> Material supplied
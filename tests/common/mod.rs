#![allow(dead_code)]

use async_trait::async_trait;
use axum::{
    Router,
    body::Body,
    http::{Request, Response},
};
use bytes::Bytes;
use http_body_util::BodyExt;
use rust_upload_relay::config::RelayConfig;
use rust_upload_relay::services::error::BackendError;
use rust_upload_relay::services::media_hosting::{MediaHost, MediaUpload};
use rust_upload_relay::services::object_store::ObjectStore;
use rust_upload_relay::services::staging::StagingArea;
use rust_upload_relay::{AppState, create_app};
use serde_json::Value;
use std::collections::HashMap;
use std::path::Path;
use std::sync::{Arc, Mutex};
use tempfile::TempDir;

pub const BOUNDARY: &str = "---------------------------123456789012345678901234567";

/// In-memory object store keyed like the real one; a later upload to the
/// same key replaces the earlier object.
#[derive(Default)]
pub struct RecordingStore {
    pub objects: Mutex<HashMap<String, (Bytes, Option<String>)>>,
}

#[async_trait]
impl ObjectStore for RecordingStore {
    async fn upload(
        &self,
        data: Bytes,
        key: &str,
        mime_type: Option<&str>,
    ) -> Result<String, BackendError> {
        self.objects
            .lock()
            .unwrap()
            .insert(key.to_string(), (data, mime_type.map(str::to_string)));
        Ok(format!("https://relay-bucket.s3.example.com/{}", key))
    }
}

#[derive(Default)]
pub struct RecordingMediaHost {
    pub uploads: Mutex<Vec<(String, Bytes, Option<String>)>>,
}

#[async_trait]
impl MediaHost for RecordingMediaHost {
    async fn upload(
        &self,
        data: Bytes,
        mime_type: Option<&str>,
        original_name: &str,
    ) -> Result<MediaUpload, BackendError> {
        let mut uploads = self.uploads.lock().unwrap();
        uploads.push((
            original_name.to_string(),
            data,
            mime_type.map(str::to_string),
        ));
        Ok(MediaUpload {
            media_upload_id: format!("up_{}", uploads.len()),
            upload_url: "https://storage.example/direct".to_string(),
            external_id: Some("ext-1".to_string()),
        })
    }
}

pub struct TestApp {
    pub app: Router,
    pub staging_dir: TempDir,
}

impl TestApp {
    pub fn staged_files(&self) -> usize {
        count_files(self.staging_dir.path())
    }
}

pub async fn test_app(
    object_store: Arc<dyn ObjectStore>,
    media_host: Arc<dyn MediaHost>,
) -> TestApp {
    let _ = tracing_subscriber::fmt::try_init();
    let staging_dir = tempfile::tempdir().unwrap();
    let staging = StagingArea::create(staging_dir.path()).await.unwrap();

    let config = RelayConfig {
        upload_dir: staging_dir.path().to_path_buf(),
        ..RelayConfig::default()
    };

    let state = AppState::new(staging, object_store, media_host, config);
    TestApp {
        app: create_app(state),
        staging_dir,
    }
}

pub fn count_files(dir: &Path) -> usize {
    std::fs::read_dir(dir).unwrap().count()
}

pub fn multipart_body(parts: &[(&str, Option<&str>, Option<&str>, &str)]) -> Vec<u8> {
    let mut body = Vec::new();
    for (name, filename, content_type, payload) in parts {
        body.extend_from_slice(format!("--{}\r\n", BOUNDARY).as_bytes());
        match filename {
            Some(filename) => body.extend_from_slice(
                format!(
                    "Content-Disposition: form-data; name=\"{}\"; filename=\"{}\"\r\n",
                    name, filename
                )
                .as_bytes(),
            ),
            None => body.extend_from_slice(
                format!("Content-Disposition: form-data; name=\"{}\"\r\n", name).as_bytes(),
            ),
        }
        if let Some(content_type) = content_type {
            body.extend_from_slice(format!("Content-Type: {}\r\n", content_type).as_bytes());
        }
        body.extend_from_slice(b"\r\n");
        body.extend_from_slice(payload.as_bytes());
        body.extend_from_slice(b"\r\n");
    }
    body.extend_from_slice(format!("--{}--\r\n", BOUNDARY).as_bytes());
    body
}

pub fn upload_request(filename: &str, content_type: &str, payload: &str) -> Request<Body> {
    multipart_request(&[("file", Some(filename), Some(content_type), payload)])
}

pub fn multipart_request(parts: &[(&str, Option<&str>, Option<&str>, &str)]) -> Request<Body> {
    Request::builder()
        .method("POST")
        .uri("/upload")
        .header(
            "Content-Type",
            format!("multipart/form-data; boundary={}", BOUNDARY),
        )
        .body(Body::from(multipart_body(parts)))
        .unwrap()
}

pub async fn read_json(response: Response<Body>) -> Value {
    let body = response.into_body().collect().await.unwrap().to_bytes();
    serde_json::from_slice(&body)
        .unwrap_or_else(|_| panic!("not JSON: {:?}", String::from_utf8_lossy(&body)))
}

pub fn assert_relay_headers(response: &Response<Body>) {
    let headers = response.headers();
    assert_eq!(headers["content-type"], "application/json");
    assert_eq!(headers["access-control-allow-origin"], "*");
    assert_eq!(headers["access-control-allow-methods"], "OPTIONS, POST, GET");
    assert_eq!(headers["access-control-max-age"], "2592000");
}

> Exercise directions
What is needed is a verbatim copy of every line in the records above from the one containing "use serde_json::Value;" down to the one containing "the earlier object.", both included, and nothing more.

> Task output
use serde_json::Value;
use std::collections::HashMap;
use std::path::Path;
use std::sync::{Arc, Mutex};
use tempfile::TempDir;

pub const BOUNDARY: &str = "---------------------------123456789012345678901234567";

/// In-memory object store keyed like the real one; a later upload to the
/// same key replaces the earlier object.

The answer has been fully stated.